⟨
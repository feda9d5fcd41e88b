//! Built-in receivers that write results to files and standard streams.

mod html;
mod junit;
mod text;
mod xml;

pub use html::{HtmlReceiver, MAX_HISTORY_ROWS};
pub use junit::JunitReceiver;
pub use text::TextReceiver;
pub use xml::XmlReceiver;

use std::borrow::Cow;
use std::fs::File;
use std::io::{BufWriter, Write};
use std::path::{Path, PathBuf};

use crate::trace_categories;

/// An output file that is opened (truncated) per round and closed at round end.
#[derive(Default)]
pub(crate) struct FileSink {
    path: Option<PathBuf>,
    writer: Option<BufWriter<File>>,
}

impl FileSink {
    pub fn open(&mut self, path: PathBuf) -> std::io::Result<()> {
        self.close()?;

        if let Some(parent) = path.parent() {
            if !parent.as_os_str().is_empty() {
                std::fs::create_dir_all(parent)?;
            }
        }

        let file = File::create(&path)?;
        tracing::debug!(target: trace_categories::OUTPUT, "opened {}", path.display());

        self.writer = Some(BufWriter::new(file));
        self.path = Some(path);
        Ok(())
    }

    pub const fn is_open(&self) -> bool {
        self.writer.is_some()
    }

    /// Path of the most recently opened file.
    pub fn path(&self) -> Option<&Path> {
        self.path.as_deref()
    }

    pub fn write_str(&mut self, s: &str) -> std::io::Result<()> {
        if let Some(writer) = &mut self.writer {
            writer.write_all(s.as_bytes())?;
        }
        Ok(())
    }

    pub fn flush(&mut self) -> std::io::Result<()> {
        if let Some(writer) = &mut self.writer {
            writer.flush()?;
        }
        Ok(())
    }

    pub fn close(&mut self) -> std::io::Result<()> {
        if let Some(mut writer) = self.writer.take() {
            writer.flush()?;
            if let Some(path) = &self.path {
                tracing::debug!(target: trace_categories::OUTPUT, "closed {}", path.display());
            }
        }
        Ok(())
    }
}

/// Escapes text for use in HTML or XML content and double-quoted attribute values.
pub(crate) fn escape_markup(s: &str) -> Cow<'_, str> {
    html_escape::encode_double_quoted_attribute(s)
}
//! Plain-text results, written identically to a file and/or the standard streams.

use std::fmt::Write as _;
use std::io::Write;
use std::path::PathBuf;

use anyhow::Context;

use super::FileSink;
use crate::case::{TestCase, Totals};
use crate::options::OutputOptions;
use crate::receiver::{ReceiverResult, ResultLine, ResultReceiver, Site};
use crate::round::{BEGAN_AT, ENDED_AT, RoundStart};
use crate::trace_categories;

const DIVIDER: &str =
    "-------------------------------------------------------------------------------";
const MAX_SHOWN_FILE_CHARS: usize = 256;
const FATAL_NOTICE: &str =
    "A required test failed!\nUnable to safely execute further tests!\nProgram must exit now!\n";

/// Writes results as plain text.
pub struct TextReceiver {
    partial: Option<PathBuf>,
    to_stdout: bool,
    to_stderr: bool,
    dividers: bool,
    indexes: bool,
    file: FileSink,
}

impl TextReceiver {
    /// Creates a text receiver. Files are named after `partial` plus the round start time.
    pub fn new(partial: Option<PathBuf>, options: OutputOptions) -> Self {
        Self {
            partial,
            to_stdout: options.contains(OutputOptions::SEND_TO_STDOUT),
            to_stderr: options.contains(OutputOptions::SEND_TO_STDERR),
            dividers: options.contains(OutputOptions::DIVIDERS),
            indexes: options.contains(OutputOptions::ADD_TEST_INDEX),
            file: FileSink::default(),
        }
    }

    fn has_output(&self) -> bool {
        self.to_stdout || self.to_stderr || self.file.is_open()
    }

    fn emit(&mut self, text: &str) -> ReceiverResult {
        if !self.has_output() {
            return Ok(false);
        }

        if self.to_stdout {
            let mut out = std::io::stdout().lock();
            out.write_all(text.as_bytes())?;
            out.flush()?;
        }
        if self.to_stderr {
            let mut err = std::io::stderr().lock();
            err.write_all(text.as_bytes())?;
            err.flush()?;
        }
        self.file.write_str(text)?;
        self.file.flush()?;

        Ok(true)
    }

    fn divider_line(&self) -> String {
        if self.dividers {
            format!("{DIVIDER}\n")
        } else {
            String::new()
        }
    }

    fn format_message(&self, case: &TestCase, site: &Site<'_>, message: &str) -> String {
        let mut text = format!("{}({}) : ", shown_file(site.file), site.line);
        if self.indexes {
            let _ = write!(text, "{} ", case.index());
        }
        let _ = writeln!(text, "{message}");
        text
    }

    fn format_header(&self, case: &TestCase) -> String {
        format!(
            "\nTest: {:>3}\t\t{}\n{}",
            case.index(),
            case.name(),
            self.divider_line()
        )
    }

    fn format_line(&self, case: &TestCase, line: &ResultLine<'_>) -> String {
        let mut text = format!(
            "{}({}) : {:>8}  ",
            shown_file(line.site.file),
            line.site.line,
            line.result.label()
        );

        if self.indexes {
            let _ = write!(text, "  {}:{}", case.index(), case.items());
        } else {
            let _ = write!(text, "{:>4}", case.items());
        }

        let _ = write!(text, "  ({})", line.expression);
        if let Some(message) = line.message {
            let _ = write!(text, "  {message}");
        }
        text.push('\n');

        if line.result.is_fatal() {
            text.push_str(FATAL_NOTICE);
        }

        text
    }

    fn format_totals(&self, title: &str, totals: &Totals) -> String {
        format!(
            "{}{}\t   {title:<24}\t{:>6}\t{:>6}\t{:>6}\t{:>6}\t{:>6}\n\n",
            self.divider_line(),
            totals.short_label(),
            totals.passed,
            totals.warned,
            totals.failed,
            totals.thrown,
            totals.total
        )
    }
}

/// File names are shown by at most their last 256 characters.
fn shown_file(file: &str) -> &str {
    let count = file.chars().count();
    if count <= MAX_SHOWN_FILE_CHARS {
        return file;
    }

    let skip = count - MAX_SHOWN_FILE_CHARS;
    file.char_indices()
        .nth(skip)
        .map_or(file, |(start, _)| &file[start..])
}

fn format_row(case: &TestCase) -> String {
    format!(
        "{}  {:>3}  {:<24}\t{:>6}\t{:>6}\t{:>6}\t{:>6}\t{:>6}\n",
        case.outcome_label(),
        case.index(),
        case.name().as_str(),
        case.passed(),
        case.warned(),
        case.failed(),
        case.thrown(),
        case.items()
    )
}

impl ResultReceiver for TextReceiver {
    fn on_start(&mut self, round: &RoundStart) -> ReceiverResult {
        if let Some(partial) = &self.partial {
            let path = round.file_name(partial, ".txt");
            if let Err(e) = self.file.open(path.clone()) {
                if !self.to_stdout && !self.to_stderr {
                    return Err(e)
                        .with_context(|| format!("failed to open {}", path.display()));
                }
                tracing::warn!(
                    target: trace_categories::OUTPUT,
                    "failed to open text output {}: {e}",
                    path.display()
                );
            }
        }

        self.emit(&format!("Name of Unit Tests: {}\n", round.name()))
    }

    fn on_message(&mut self, case: &TestCase, site: &Site<'_>, message: &str) -> ReceiverResult {
        let text = self.format_message(case, site, message);
        self.emit(&text)
    }

    fn on_case_header(&mut self, case: &TestCase) -> ReceiverResult {
        let text = self.format_header(case);
        self.emit(&text)
    }

    fn on_result_line(&mut self, case: &TestCase, line: &ResultLine<'_>) -> ReceiverResult {
        let text = self.format_line(case, line);
        self.emit(&text)
    }

    fn on_timestamp(&mut self, is_start: bool, stamp: &str) -> ReceiverResult {
        let text = if is_start {
            format!("\n{BEGAN_AT}{stamp}\n")
        } else {
            format!("{ENDED_AT}{stamp}\n")
        };
        self.emit(&text)
    }

    fn on_summary_start(&mut self) -> ReceiverResult {
        let text = format!(
            "\n\t#  Unit Test Name\t\tPassed\tWarning\tFailed\tThrown\tTested\n{}",
            self.divider_line()
        );
        self.emit(&text)
    }

    fn on_table_row(&mut self, case: &TestCase) -> ReceiverResult {
        self.emit(&format_row(case))
    }

    fn on_totals_line(&mut self, totals: &Totals) -> ReceiverResult {
        let text = self.format_totals("Item Totals", totals);
        self.emit(&text)
    }

    fn on_summary_line(&mut self, totals: &Totals) -> ReceiverResult {
        let text = self.format_totals("Unit Test Totals", totals);
        self.emit(&text)
    }

    fn on_summary_end(&mut self) -> ReceiverResult {
        self.file.close()?;
        Ok(true)
    }

    fn on_final_teardown(&mut self) {
        if let Err(e) = self.file.close() {
            tracing::warn!(target: trace_categories::OUTPUT, "failed to close text output: {e}");
        }
    }
}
⟩
■ WHAT IS REQUIRED ■
Transcribe exactly the line containing "fn on_timestamp(&mut self, is_start: bool, stamp: &str)" and all remaining lines of the material, ending with the last one.

■ ANSWER SPACE ■
    fn on_timestamp(&mut self, is_start: bool, stamp: &str) -> ReceiverResult {
        let text = if is_start {
            format!("\n{BEGAN_AT}{stamp}\n")
        } else {
            format!("{ENDED_AT}{stamp}\n")
        };
        self.emit(&text)
    }

    fn on_summary_start(&mut self) -> ReceiverResult {
        let text = format!(
            "\n\t#  Unit Test Name\t\tPassed\tWarning\tFailed\tThrown\tTested\n{}",
            self.divider_line()
        );
        self.emit(&text)
    }

    fn on_table_row(&mut self, case: &TestCase) -> ReceiverResult {
        self.emit(&format_row(case))
    }

    fn on_totals_line(&mut self, totals: &Totals) -> ReceiverResult {
        let text = self.format_totals("Item Totals", totals);
        self.emit(&text)
    }

    fn on_summary_line(&mut self, totals: &Totals) -> ReceiverResult {
        let text = self.format_totals("Unit Test Totals", totals);
        self.emit(&text)
    }

    fn on_summary_end(&mut self) -> ReceiverResult {
        self.file.close()?;
        Ok(true)
    }

    fn on_final_teardown(&mut self) {
        if let Err(e) = self.file.close() {
            tracing::warn!(target: trace_categories::OUTPUT, "failed to close text output: {e}");
        }
    }
}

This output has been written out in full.